KAWAN itu bukan lagi kawan yang kukenal
delapan tahun silam. Ia sudah bersalinrupa menjadi seorang miliuner. Ia sudah
menjadi sosok yang berbeda. Rasa percaya diri tumbuh dalam dirinya. Seakan-akan
ada lampu sorot yang terus mengarah ke dirinya. Dahulu, ia melobi demi beberapa
lembar rupiah, kini ia yang dilobi demi materi itu. Ia seolah punya segepok
kunci menuju alam bahagia. Ia bagai gula yang selalu dirubungi semut.
Di satu restoran asing yang mewah, aku
menemuinya. Tak ada lagi diskusi tentang nostalgia. Yang dibahasnya adalah
investasi. Ia sangat serius, khususnya ketika sejumlah orang datang untuk menjelaskan
tentang proposal agar duitnya mengucur. Kuperhatikan dirinya dengan seksama.

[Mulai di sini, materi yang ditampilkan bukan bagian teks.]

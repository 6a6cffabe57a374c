//! # Saga Coordinator
//!
//! Forward execution of an ordered list of steps with compensation of the
//! completed ones, newest first, when a step fails.
//!
//! ```rust,no_run
//! use stepflow_core::saga::{FnSagaStep, SagaBuilder, SagaCoordinator};
//! use serde_json::json;
//!
//! # async fn example() -> stepflow_core::OrchestrationResult<()> {
//! let saga = SagaBuilder::new("order", "Place order")
//!     .step(
//!         FnSagaStep::new("reserve", |_input, _ctx| async { Ok(json!({"reservation": "r-1"})) })
//!             .with_compensation(|_input, _output, _ctx| async { Ok(()) }),
//!     )
//!     .step(FnSagaStep::new("pay", |_input, _ctx| async { Ok(json!({"paid": true})) }))
//!     .build()?;
//!
//! let result = SagaCoordinator::new().execute(&saga, json!({"order_id": 42})).await;
//! assert!(result.success);
//! # Ok(())
//! # }
//! ```

pub mod builder;
pub mod compensation;
pub mod context;
pub mod coordinator;
pub mod step;

pub use builder::{SagaBuilder, SagaDefinition, SagaHook};
pub use compensation::compensate_in_reverse;
pub use context::{InMemoryResultStore, KeyValueResultStore, ResultStore, SagaContext};
pub use coordinator::{SagaCoordinator, SagaResult, SagaStatus};
pub use step::{FnSagaStep, SagaStep};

Kupikir, nikmat juga jadi orang berpunya. Orang-orang akan datang dan berusaha
meyakinkanmu. Orang-orang itu menunggu saat-saat ketika kamu mengangguk, lalu
menyataan setuju.
Di negeri yang amat memuja materi ini,
semua orang laksana berlari pada satu sirkuit pencarian materi. Siapa yang
cepat maka dia yang menang. Dia yang menang akan mendapat apresiasi serta
kekaguman. Dia yang menang seolah berumah di atas angin. Dia akan datang dan
duduk. Yang lain akan mengelilingi, memberi pujian, menyatakan kagum, lalu menjura
hormat. Sementara dia cukup melirik sekilas, seolah dirimu tak begitu berharga.
Aku mengenang masa-masa yang lalu. Dahulu,
dia yang duduk di hadapanku ini hanya seornag anak muda urakan yang sesekali
membaca buku karya Karl Marx. Dahulu, dia hadir di pelatihan sembari mengutip
Marx lalu menyampaikan pembelaan atas buruh dan tani. Dahulu, dia menggelandang
dan menggembel ke Jakarta sembari mempelajari ritme hidup mereka yang berlari
di pusat kekuasaan.
Kini, ia sudah menjadi pribadi yang beda.
Ia sudah ‘naik kelas.’ Aku hanya bisa tersenyum dan belajar banyak dari apa
yang nampak di hadapan mata ini.Yup, demikianlah hidup. Mereka yang di bawah akan selalu belajar pada mereka yang di atas. Amat jarang yang sebaliknya.